Provided data Start Marker
//! Blizzard game-data API client
//!
//! Downloads realms, professions, recipes, items, and auction snapshots.
//! Everything returned here is already normalized into the crate's models;
//! the calculator never sees wire formats.

use std::time::Duration;

use log::warn;
use regex::Regex;
use reqwest::blocking::Client;
use reqwest::StatusCode;
use serde::Deserialize;
use thiserror::Error;

use crate::config::Config;
use crate::models::{
    AuctionEntry, ConnectedRealm, Item, ItemId, ItemQuality, Profession, ProfessionTier, Realm,
    Reagent, Recipe,
};
use crate::money::Money;

const REQUEST_TIMEOUT_SECS: u64 = 30;

#[derive(Debug, Error)]
pub enum ApiError {
    #[error("api credentials missing, run `tradecraft config init` first")]
    MissingCredentials,
    #[error("failed to build http client: {0}")]
    ClientBuild(#[source] reqwest::Error),
    #[error("request to {url} failed: {source}")]
    Transport {
        url: String,
        #[source]
        source: reqwest::Error,
    },
    #[error("unexpected status {status} from {url}")]
    Status { status: StatusCode, url: String },
    #[error("malformed payload from {url}: {detail}")]
    Payload { url: String, detail: String },
}

#[derive(Debug, Clone, Copy)]
enum Namespace {
    Static,
    Dynamic,
}

impl Namespace {
    fn as_str(self) -> &'static str {
        match self {
            Namespace::Static => "static",
            Namespace::Dynamic => "dynamic",
        }
    }
}

pub struct ApiClient {
    http: Client,
    region: String,
    locale: String,
    token: String,
}

impl ApiClient {
    /// Build the client and fetch an OAuth2 client-credentials token.
    pub fn connect(config: &Config) -> Result<ApiClient, ApiError> {
        if config.client.id.is_empty() || config.client.secret.is_empty() {
            return Err(ApiError::MissingCredentials);
        }
        let http = Client::builder()
            .timeout(Duration::from_secs(REQUEST_TIMEOUT_SECS))
            .build()
            .map_err(ApiError::ClientBuild)?;

        let url = format!("https://{}.battle.net/oauth/token", config.server.region);
        let response = http
            .post(&url)
            .basic_auth(&config.client.id, Some(&config.client.secret))
            .form(&[("grant_type", "client_credentials")])
            .send()
            .map_err(|source| ApiError::Transport {
                url: url.clone(),
                source,
            })?;
        if response.status() != StatusCode::OK {
            return Err(ApiError::Status {
                status: response.status(),
                url,
            });
        }
        let token: TokenResponse = response.json().map_err(|err| ApiError::Payload {
            url: url.clone(),
            detail: err.to_string(),
        })?;

        Ok(ApiClient {
            http,
            region: config.server.region.clone(),
            locale: config.data.language.clone(),
            token: token.access_token,
        })
    }

    fn get_json<T: serde::de::DeserializeOwned>(
        &self,
        path: &str,
        namespace: Namespace,
    ) -> Result<T, ApiError> {
        let url = format!("https://{}.api.blizzard.com{}", self.region, path);
        let response = self
            .http
            .get(&url)
            .query(&[
                ("namespace", format!("{}-{}", namespace.as_str(), self.region)),
                ("locale", self.locale.clone()),
                ("access_token", self.token.clone()),
            ])
            .send()
            .map_err(|source| ApiError::Transport {
                url: url.clone(),
                source,
            })?;
        if response.status() != StatusCode::OK {
            return Err(ApiError::Status {
                status: response.status(),
                url,
            });
        }
        response.json().map_err(|err| ApiError::Payload {
            url,
            detail: err.to_string(),
        })
    }

    /// Connected realm list with member realm names and slugs.
    pub fn realms(&self) -> Result<Vec<ConnectedRealm>, ApiError> {
        let index: RealmIndexResponse =
            self.get_json("/data/wow/connected-realm/index", Namespace::Dynamic)?;

        let mut realms = Vec::with_capacity(index.connected_realms.len());
        for link in &index.connected_realms {
            let Some(id) = parse_connected_realm_id(&link.href) else {
                warn!("skipping unrecognized connected realm link {}", link.href);
                continue;
            };
            let detail: ConnectedRealmResponse = self.get_json(
                &format!("/data/wow/connected-realm/{}", id),
                Namespace::Dynamic,
            )?;
            realms.push(ConnectedRealm {
                id,
                realms: detail
                    .realms
                    .into_iter()
                    .map(|realm| Realm {
                        id: realm.id,
                        name: realm.name,
                        slug: realm.slug,
                    })
                    .collect(),
            });
        }
        Ok(realms)
    }

    /// Profession list with skill tiers.
    pub fn professions(&self) -> Result<Vec<Profession>, ApiError> {
        let index: ProfessionIndexResponse =
            self.get_json("/data/wow/profession/index", Namespace::Static)?;

        let mut professions = Vec::with_capacity(index.professions.len());
        for entry in index.professions {
            let detail: ProfessionResponse = self.get_json(
                &format!("/data/wow/profession/{}", entry.id),
                Namespace::Static,
            )?;
            professions.push(Profession {
                id: entry.id,
                name: entry.name,
                tiers: detail
                    .skill_tiers
                    .into_iter()
                    .map(|tier| ProfessionTier {
                        id: tier.id,
                        name: tier.name,
                    })
                    .collect(),
            });
        }
        Ok(professions)
    }

    /// All recipes of one profession skill tier. Recipes that craft nothing
    /// concrete (enchants applied to gear) are skipped.
    pub fn recipes(
        &self,
        profession: &Profession,
        tier: &ProfessionTier,
    ) -> Result<Vec<Recipe>, ApiError> {
        let listing: SkillTierResponse = self.get_json(
            &format!(
                "/data/wow/profession/{}/skill-tier/{}",
                profession.id, tier.id
            ),
            Namespace::Static,
        )?;

        let mut recipes = Vec::new();
        for category in listing.categories {
            for entry in category.recipes {
                let detail: RecipeResponse = self
                    .get_json(&format!("/data/wow/recipe/{}", entry.id), Namespace::Static)?;
                let Some(crafted) = detail.crafted_item else {
                    warn!("recipe {} ({}) crafts no item, skipping", detail.id, detail.name);
                    continue;
                };
                let crafted_quantity = detail
                    .crafted_quantity
                    .map(|q| q.value.max(1.0) as u32)
                    .unwrap_or(1);
                recipes.push(Recipe {
                    id: detail.id,
                    name: detail.name,
                    profession: tier.name.clone(),
                    rank: None,
                    crafted_item: ItemId(crafted.id),
                    crafted_quantity,
                    reagents: detail
                        .reagents
                        .into_iter()
                        .map(|reagent| Reagent {
                            item: ItemId(reagent.reagent.id),
                            quantity: reagent.quantity,
                        })
                        .collect(),
                });
            }
        }
        Ok(recipes)
    }

    /// Item detail in the configured locale.
    pub fn item(&self, id: ItemId) -> Result<Item, ApiError> {
        let detail: ItemResponse =
            self.get_json(&format!("/data/wow/item/{}", id), Namespace::Static)?;
        let quality = ItemQuality::parse(&detail.quality.kind).unwrap_or_else(|| {
            warn!(
                "item {} has unknown quality {:?}, treating as common",
                detail.id, detail.quality.kind
            );
            ItemQuality::Common
        });
        Ok(Item {
            id: ItemId(detail.id),
            name: detail.name,
            quality,
            vendor_price: detail.purchase_price.filter(|price| price.0 > 0),
        })
    }

    /// Commodity auction snapshot for a connected realm, normalized to
    /// unit prices.
    pub fn auctions(&self, connected_realm: u32) -> Result<Vec<AuctionEntry>, ApiError> {
        let snapshot: AuctionsResponse = self.get_json(
            &format!("/data/wow/connected-realm/{}/auctions", connected_realm),
            Namespace::Dynamic,
        )?;

        let mut entries = Vec::with_capacity(snapshot.auctions.len());
        for row in snapshot.auctions {
            let Some(unit_price) = lot_unit_price(&row) else {
                continue; // bid-only listing, no buyout to price against
            };
            entries.push(AuctionEntry {
                item: ItemId(row.item.id),
                unit_price,
                quantity: row.quantity,
            });
        }
        Ok(entries)
    }
}

/// Connected realm ids only appear inside the index's href links.
fn parse_connected_realm_id(href: &str) -> Option<u32> {
    let pattern = Regex::new(r"/data/wow/connected-realm/(\d+)").expect("static href pattern");
    pattern
        .captures(href)
        .and_then(|caps| caps[1].parse().ok())
}

/// Unit price of one listing: commodities carry it directly, item lots
/// only a buyout for the whole stack.
fn lot_unit_price(row: &AuctionRow) -> Option<Money> {
    match (row.unit_price, row.buyout) {
        (Some(unit), _) => Some(unit),
        (None, Some(buyout)) if row.quantity > 0 => Some(Money::per_unit(buyout, row.quantity)),
        _ => None,
    }
}

#[derive(Deserialize)]
struct TokenResponse {
    access_token: String,
}

#[derive(Deserialize)]
struct Link {
    href: String,
}

#[derive(Deserialize)]
struct RealmIndexResponse {
    connected_realms: Vec<Link>,
}

#[derive(Deserialize)]
struct RealmData {
    id: u32,
    name: String,
    slug: String,
}

#[derive(Deserialize)]
struct ConnectedRealmResponse {
    realms: Vec<RealmData>,
}

#[derive(Deserialize)]
struct IdName {
    id: u32,
    name: String,
}

#[derive(Deserialize)]
struct ProfessionIndexResponse {
    professions: Vec<IdName>,
}

#[derive(Deserialize)]
struct ProfessionResponse {
    #[serde(default)]
    skill_tiers: Vec<IdName>,
}

#[derive(Deserialize)]
struct SkillTierResponse {
    #[serde(default)]
    categories: Vec<SkillTierCategory>,
}

#[derive(Deserialize)]
struct SkillTierCategory {
    #[serde(default)]
    recipes: Vec<IdName>,
}

#[derive(Deserialize)]
struct RecipeResponse {
    id: u32,
    name: String,
    crafted_item: Option<IdName>,
    crafted_quantity: Option<CraftedQuantity>,
    #[serde(default)]
    reagents: Vec<RecipeReagent>,
}

#[derive(Deserialize)]
struct CraftedQuantity {
    value: f64,
}

#[derive(Deserialize)]
struct RecipeReagent {
    reagent: IdName,
    quantity: u32,
}

#[derive(Deserialize)]
struct ItemResponse {
    id: u32,
    name: String,
    quality: QualityType,
    purchase_price: Option<Money>,
}

#[derive(Deserialize)]
struct QualityType {
    #[serde(rename = "type")]
    kind: String,
}

#[derive(Deserialize)]
struct AuctionsResponse {
    #[serde(default)]
    auctions: Vec<AuctionRow>,
}

#[derive(Deserialize)]
struct AuctionRow {
    item: AuctionItemRef,
    quantity: u32,
    unit_price: Option<Money>,
    buyout: Option<Money>,
}

#[derive(Deserialize)]
struct AuctionItemRef {
    id: u32,
}

#[cfg(test)]
mod tests {
    use super::*;

    #[test]
    fn connected_realm_id_from_href() {
        assert_eq!(
            parse_connected_realm_id(
                "https://eu.api.blizzard.com/data/wow/connected-realm/509?namespace=dynamic-eu"
            ),
            Some(509)
        );
        assert_eq!(
            parse_connected_realm_id("https://eu.api.blizzard.com/data/wow/realm/509"),
            None
        );
    }

    #[test]
    fn unit_price_prefers_the_commodity_field() {
        let row = AuctionRow {
            item: AuctionItemRef { id: 1 },
            quantity: 200,
            unit_price: Some(Money(417)),
            buyout: Some(Money(999_999)),
        };
        assert_eq!(lot_unit_price(&row), Some(Money(417)));
    }

    #[test]
    fn lot_buyout_is_divided_rounding_up() {
        let row = AuctionRow {
            item: AuctionItemRef { id: 1 },
            quantity: 3,
            unit_price: None,
            buyout: Some(Money(100)),
        };
        assert_eq!(lot_unit_price(&row), Some(Money(34)));
    }

    #[test]
    fn bid_only_listings_are_skipped() {
        let row = AuctionRow {
            item: AuctionItemRef { id: 1 },
            quantity: 1,
            unit_price: None,
            buyout: None,
        };
        assert_eq!(lot_unit_price(&row), None);
    }
}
Provided data End Marker
What the task requires → Exactly as they stand, please print the lines from the first line of the records above down to the line that includes "use serde::Deserialize;", both of those included and no others.

Written solution →
//! Blizzard game-data API client
//!
//! Downloads realms, professions, recipes, items, and auction snapshots.
//! Everything returned here is already normalized into the crate's models;
//! the calculator never sees wire formats.

use std::time::Duration;

use log::warn;
use regex::Regex;
use reqwest::blocking::Client;
use reqwest::StatusCode;
use serde::Deserialize;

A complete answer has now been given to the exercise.